TASK TO CARRY OUT: Give back only the lines in the records below from the one with "use super::config::RateLimitRule;" to the one with "#[must_use]", both inclusive, word for word.

Segment Start: DATA TO USE

use std::sync::Arc;

use chrono::{DateTime, TimeDelta, Utc};
use tracing::warn;

use prcard_core::{AppError, AppResult};

use super::config::RateLimitRule;
use super::ports::RateLimitRepository;

/// Application service for rate limiting.
#[derive(Clone)]
pub struct RateLimitService {
    repository: Arc<dyn RateLimitRepository>,
}

impl RateLimitService {
    /// Creates a new rate limit service.
    #[must_use]
    pub fn new(repository: Arc<dyn RateLimitRepository>) -> Self {
        Self { repository }
    }

    /// Checks whether the given key is within the rate limit.
    ///
    /// Records the attempt and returns `Ok(())` if allowed, or
    /// `Err(AppError::RateLimited)` if the limit has been exceeded. Refused
    /// attempts do not count against the window.
    ///
    /// The key is scoped by the rule category, so one client identifier can be
    /// limited independently per endpoint.
    pub async fn check_rate_limit(&self, rule: &RateLimitRule, key: &str) -> AppResult<()> {
        self.check_rate_limit_at(rule, key, Utc::now()).await
    }

    /// Same as [`Self::check_rate_limit`] with an explicit clock reading.
    pub async fn check_rate_limit_at(
        &self,
        rule: &RateLimitRule,
        key: &str,
        now: DateTime<Utc>,
    ) -> AppResult<()> {
        let window = TimeDelta::try_seconds(rule.window_seconds)
            .filter(|window| *window > TimeDelta::zero())
            .ok_or_else(|| {
                AppError::Validation(format!(
                    "rate limit window for '{}' must be a positive number of seconds",
                    rule.category
                ))
            })?;

        let composite_key = format!("{}:{key}", rule.category);
        let info = self
            .repository
            .try_acquire(&composite_key, rule.max_attempts, window, now)
            .await?;

        if !info.accepted {
            let retry_after_seconds = info
                .oldest_attempt_at
                .map(|oldest| (oldest + window - now).num_seconds().max(1))
                .unwrap_or(rule.window_seconds);
            warn!(
                category = %rule.category,
                attempts = info.attempt_count,
                retry_after_seconds,
                "rate limit exceeded"
            );
            return Err(AppError::RateLimited(format!(
                "too many requests, please try again in {retry_after_seconds} seconds"
            )));
        }

        Ok(())
    }
}
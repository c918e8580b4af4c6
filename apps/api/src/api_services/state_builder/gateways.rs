use std::sync::Arc;
use std::time::Duration;

use prcard_application::LlmGateway;
use prcard_core::{AppError, AppResult};
use prcard_infrastructure::{DisabledLlmGateway, HttpLlmGateway};
use tracing::info;

use crate::api_config::{ApiConfig, LlmProviderConfig};

pub(super) fn build_llm_gateway(config: &ApiConfig) -> AppResult<Arc<dyn LlmGateway>> {
    match &config.llm_provider {
        LlmProviderConfig::Disabled => {
            info!("language model provider disabled");
            Ok(Arc::new(DisabledLlmGateway::new()))
        }
        LlmProviderConfig::Http(http) => {
            let http_client = reqwest::Client::builder()
                .timeout(Duration::from_secs(http.timeout_seconds))
                .build()
                .map_err(|error| {
                    AppError::Internal(format!("failed to build language model client: {error}"))
                })?;
            info!(base_url = %http.base_url, model = %http.model, "using HTTP language model provider");

            Ok(Arc::new(HttpLlmGateway::new(
                http_client,
                http.base_url.as_str(),
                http.api_key.clone(),
                http.model.clone(),
            )))
        }
    }
}
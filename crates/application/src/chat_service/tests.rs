use std::sync::Arc;

use async_trait::async_trait;
use serde_json::Value;
use tokio::sync::Mutex;

use prcard_core::{AppError, AppResult};
use prcard_domain::ChatRequest;

use super::{ChatService, LlmGateway, PromptMessage, PromptRole, parse_reply};

struct RecordingGateway {
    response: AppResult<String>,
    prompts: Mutex<Vec<Vec<PromptMessage>>>,
}

impl RecordingGateway {
    fn answering(response: &str) -> Self {
        Self {
            response: Ok(response.to_owned()),
            prompts: Mutex::new(Vec::new()),
        }
    }
}

#[async_trait]
impl LlmGateway for RecordingGateway {
    async fn invoke(&self, messages: &[PromptMessage]) -> AppResult<String> {
        self.prompts.lock().await.push(messages.to_vec());
        match &self.response {
            Ok(text) => Ok(text.clone()),
            Err(error) => Err(AppError::Internal(error.to_string())),
        }
    }
}

fn request(message: &str) -> ChatRequest {
    ChatRequest::new(message, "family_name", "Family name", "Francais")
        .unwrap_or_else(|_| unreachable!())
}

#[tokio::test]
async fn prompt_carries_sanitized_message_and_warnings() {
    let gateway = Arc::new(RecordingGateway::answering(
        r#"{"assistant_answer":"Ecrivez votre nom.","suggested_fill_en":"DOE","warnings":[]}"#,
    ));
    let service = ChatService::new(gateway.clone());

    let reply = service
        .reply(&request("<b>My SIN is 123-45-6789</b>"))
        .await;
    assert!(reply.is_ok());

    let prompts = gateway.prompts.lock().await;
    assert_eq!(prompts.len(), 1);
    let prompt = &prompts[0];
    assert_eq!(prompt.len(), 2);
    assert_eq!(prompt[0].role, PromptRole::System);
    assert_eq!(prompt[1].role, PromptRole::User);

    let user_turn: Value =
        serde_json::from_str(&prompt[1].content).unwrap_or_else(|_| unreachable!());
    assert_eq!(user_turn["field_id"], "family_name");
    assert_eq!(user_turn["field_label"], "Family name");
    assert_eq!(user_turn["user_language"], "Francais");
    assert_eq!(user_turn["message"], "My SIN is [redacted]");
    assert_eq!(user_turn["sensitivity_warnings"].as_array().map(Vec::len), Some(1));
}

#[tokio::test]
async fn reply_merges_sanitizer_warnings_before_model_warnings() {
    let gateway = Arc::new(RecordingGateway::answering(
        r#"{"assistant_answer":"ok","suggested_fill_en":"","warnings":["check spelling"]}"#,
    ));
    let service = ChatService::new(gateway);

    let reply = service
        .reply(&request("passport AB1234567"))
        .await
        .unwrap_or_else(|_| unreachable!());

    assert_eq!(reply.assistant_answer, "ok");
    assert_eq!(reply.warnings.len(), 2);
    assert!(reply.warnings[0].contains("passport"));
    assert_eq!(reply.warnings[1], "check spelling");
}

#[tokio::test]
async fn gateway_failure_propagates() {
    let gateway = Arc::new(RecordingGateway {
        response: Err(AppError::Internal("model offline".to_owned())),
        prompts: Mutex::new(Vec::new()),
    });
    let service = ChatService::new(gateway);

    let reply = service.reply(&request("hello")).await;
    assert!(matches!(reply, Err(AppError::Internal(_))));
}

#[test]
fn non_json_output_becomes_the_answer() {
    let warnings = vec!["Possible SIN detected and masked before processing.".to_owned()];

    let reply = parse_reply("Just write your name.", &warnings);

    assert_eq!(reply.assistant_answer, "Just write your name.");
    assert!(reply.suggested_fill_en.is_empty());
    assert_eq!(reply.warnings, warnings);
}

#[test]
fn json_that_is_not_an_object_falls_back_to_raw_text() {
    let reply = parse_reply(r#"["a","b"]"#, &[]);

    assert_eq!(reply.assistant_answer, r#"["a","b"]"#);
    assert!(reply.warnings.is_empty());
}

#[test]
fn missing_or_mistyped_keys_default_to_empty() {
    let reply = parse_reply(r#"{"assistant_answer":42,"warnings":["w",7]}"#, &[]);

    assert!(reply.assistant_answer.is_empty());
    assert!(reply.suggested_fill_en.is_empty());
    assert_eq!(reply.warnings, vec!["w".to_owned()]);
}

Segment End: DATA TO USE

WRITTEN RESPONSE:
use super::config::RateLimitRule;
use super::ports::RateLimitRepository;

/// Application service for rate limiting.
#[derive(Clone)]
pub struct RateLimitService {
    repository: Arc<dyn RateLimitRepository>,
}

impl RateLimitService {
    /// Creates a new rate limit service.
    #[must_use]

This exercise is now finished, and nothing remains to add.